▸ Data items
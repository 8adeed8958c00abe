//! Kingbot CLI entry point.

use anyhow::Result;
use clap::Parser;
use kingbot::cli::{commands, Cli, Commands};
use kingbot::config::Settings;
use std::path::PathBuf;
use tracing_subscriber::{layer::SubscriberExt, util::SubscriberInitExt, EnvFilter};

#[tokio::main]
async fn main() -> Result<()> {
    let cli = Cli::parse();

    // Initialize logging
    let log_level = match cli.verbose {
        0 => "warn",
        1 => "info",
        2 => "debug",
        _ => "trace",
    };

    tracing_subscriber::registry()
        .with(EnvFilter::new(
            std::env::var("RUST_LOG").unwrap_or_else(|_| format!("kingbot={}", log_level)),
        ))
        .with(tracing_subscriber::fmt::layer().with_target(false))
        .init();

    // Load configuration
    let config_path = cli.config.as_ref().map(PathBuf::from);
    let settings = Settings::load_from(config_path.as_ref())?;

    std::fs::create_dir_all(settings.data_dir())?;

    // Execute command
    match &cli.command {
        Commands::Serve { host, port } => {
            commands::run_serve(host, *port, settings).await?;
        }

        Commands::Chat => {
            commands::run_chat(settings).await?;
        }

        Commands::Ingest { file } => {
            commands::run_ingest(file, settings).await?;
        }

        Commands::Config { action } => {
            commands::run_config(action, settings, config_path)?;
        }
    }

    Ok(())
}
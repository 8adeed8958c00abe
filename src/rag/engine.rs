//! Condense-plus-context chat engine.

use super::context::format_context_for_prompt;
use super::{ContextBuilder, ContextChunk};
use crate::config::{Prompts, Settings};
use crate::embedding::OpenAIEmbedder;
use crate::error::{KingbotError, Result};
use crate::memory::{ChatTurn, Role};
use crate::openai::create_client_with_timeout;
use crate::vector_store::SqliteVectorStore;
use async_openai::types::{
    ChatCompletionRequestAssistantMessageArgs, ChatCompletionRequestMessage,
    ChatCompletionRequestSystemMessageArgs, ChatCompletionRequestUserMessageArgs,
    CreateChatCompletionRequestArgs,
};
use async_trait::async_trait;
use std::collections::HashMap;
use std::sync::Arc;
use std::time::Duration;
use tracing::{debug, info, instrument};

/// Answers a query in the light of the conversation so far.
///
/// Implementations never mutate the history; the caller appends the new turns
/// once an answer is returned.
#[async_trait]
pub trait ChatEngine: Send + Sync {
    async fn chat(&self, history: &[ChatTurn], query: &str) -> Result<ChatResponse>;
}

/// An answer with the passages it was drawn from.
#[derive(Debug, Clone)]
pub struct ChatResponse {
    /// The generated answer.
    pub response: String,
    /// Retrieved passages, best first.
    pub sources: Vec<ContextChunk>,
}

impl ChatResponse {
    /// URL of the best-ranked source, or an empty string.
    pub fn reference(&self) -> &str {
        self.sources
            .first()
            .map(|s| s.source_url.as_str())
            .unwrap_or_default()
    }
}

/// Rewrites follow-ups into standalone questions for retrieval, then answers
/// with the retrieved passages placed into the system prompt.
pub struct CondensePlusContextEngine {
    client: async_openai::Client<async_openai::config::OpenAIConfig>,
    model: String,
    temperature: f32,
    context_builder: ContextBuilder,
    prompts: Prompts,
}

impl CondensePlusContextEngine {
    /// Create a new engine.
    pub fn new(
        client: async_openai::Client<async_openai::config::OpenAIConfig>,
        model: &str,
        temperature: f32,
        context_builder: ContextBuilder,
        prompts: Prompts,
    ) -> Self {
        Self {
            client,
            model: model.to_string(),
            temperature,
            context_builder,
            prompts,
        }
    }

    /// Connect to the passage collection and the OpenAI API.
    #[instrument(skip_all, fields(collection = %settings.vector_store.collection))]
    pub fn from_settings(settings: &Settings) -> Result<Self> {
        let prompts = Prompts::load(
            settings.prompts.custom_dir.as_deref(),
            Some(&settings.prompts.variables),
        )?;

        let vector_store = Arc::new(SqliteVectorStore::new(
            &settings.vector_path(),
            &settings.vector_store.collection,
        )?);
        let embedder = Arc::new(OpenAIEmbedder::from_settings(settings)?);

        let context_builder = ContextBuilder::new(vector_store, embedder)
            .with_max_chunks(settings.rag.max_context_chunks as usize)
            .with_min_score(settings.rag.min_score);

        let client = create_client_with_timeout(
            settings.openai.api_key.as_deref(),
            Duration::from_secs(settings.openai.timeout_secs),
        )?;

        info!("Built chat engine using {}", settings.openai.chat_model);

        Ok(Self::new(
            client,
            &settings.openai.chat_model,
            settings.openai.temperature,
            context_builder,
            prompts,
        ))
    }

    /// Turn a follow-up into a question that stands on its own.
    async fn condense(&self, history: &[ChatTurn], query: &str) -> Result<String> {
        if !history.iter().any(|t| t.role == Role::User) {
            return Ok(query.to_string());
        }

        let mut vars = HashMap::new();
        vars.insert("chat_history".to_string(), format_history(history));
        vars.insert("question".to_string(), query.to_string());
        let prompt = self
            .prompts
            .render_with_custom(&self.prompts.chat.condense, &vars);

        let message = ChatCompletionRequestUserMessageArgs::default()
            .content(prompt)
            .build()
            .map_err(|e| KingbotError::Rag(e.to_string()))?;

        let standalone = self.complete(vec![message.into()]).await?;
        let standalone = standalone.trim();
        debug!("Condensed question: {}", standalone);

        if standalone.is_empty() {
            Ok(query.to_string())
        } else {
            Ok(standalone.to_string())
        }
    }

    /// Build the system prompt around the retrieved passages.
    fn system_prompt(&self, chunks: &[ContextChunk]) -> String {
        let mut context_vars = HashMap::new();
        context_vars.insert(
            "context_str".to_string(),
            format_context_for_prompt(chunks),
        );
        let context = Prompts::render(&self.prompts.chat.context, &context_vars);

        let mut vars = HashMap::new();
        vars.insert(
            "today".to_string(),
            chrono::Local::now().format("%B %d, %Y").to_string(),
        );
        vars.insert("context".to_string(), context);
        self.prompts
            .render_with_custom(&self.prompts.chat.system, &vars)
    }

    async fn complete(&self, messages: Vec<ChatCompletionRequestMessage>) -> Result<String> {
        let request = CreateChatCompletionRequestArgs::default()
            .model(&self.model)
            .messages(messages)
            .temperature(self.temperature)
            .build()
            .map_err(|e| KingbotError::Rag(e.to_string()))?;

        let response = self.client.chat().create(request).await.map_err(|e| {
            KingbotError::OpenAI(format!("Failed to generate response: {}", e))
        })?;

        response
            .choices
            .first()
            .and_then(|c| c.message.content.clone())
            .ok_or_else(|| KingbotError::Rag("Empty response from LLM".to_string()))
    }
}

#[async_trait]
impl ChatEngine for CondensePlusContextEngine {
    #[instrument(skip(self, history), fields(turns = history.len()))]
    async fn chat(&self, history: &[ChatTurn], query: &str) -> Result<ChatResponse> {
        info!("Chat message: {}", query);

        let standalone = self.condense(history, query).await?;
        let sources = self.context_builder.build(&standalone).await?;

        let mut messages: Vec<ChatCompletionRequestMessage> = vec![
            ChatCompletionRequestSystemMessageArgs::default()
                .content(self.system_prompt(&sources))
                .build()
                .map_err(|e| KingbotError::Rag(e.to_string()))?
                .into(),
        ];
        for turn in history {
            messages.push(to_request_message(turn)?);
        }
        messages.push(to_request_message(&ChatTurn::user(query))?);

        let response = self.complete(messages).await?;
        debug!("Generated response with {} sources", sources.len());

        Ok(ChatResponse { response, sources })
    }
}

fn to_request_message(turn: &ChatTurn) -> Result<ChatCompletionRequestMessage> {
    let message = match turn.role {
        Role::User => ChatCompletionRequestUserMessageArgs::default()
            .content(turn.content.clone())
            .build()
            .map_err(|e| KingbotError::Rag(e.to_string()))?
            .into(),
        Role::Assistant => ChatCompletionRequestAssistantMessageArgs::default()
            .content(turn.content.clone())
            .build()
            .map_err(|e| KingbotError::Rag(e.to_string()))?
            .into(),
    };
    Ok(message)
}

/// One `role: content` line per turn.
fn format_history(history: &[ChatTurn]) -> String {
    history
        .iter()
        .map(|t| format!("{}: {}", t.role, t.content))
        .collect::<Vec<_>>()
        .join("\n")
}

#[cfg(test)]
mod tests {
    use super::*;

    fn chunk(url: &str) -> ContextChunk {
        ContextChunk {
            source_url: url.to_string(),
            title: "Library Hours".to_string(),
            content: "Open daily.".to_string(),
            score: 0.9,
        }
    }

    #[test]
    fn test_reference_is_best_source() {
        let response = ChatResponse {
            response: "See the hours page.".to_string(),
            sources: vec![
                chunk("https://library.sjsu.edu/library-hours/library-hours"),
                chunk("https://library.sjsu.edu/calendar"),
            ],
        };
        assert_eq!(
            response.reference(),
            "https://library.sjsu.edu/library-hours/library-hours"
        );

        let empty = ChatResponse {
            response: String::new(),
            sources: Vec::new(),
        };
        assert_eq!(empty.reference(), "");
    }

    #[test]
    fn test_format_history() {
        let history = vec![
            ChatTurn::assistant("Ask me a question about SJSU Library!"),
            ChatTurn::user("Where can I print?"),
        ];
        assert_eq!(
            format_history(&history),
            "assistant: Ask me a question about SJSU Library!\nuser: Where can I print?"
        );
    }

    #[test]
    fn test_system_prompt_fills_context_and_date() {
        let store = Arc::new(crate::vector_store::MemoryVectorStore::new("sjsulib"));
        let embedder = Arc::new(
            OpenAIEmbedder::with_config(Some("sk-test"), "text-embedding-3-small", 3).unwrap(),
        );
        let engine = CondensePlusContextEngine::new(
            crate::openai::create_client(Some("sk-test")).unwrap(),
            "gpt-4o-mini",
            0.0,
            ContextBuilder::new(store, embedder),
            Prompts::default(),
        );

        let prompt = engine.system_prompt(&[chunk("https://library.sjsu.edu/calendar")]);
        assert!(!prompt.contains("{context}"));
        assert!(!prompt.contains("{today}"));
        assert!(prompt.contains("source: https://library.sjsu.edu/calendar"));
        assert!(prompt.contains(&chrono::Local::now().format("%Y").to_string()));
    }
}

▸ TASK REQUIREMENTS
Across the entries above, how many lines carry the word "query"? Write only the number.

▸ WRITTEN ANSWER
10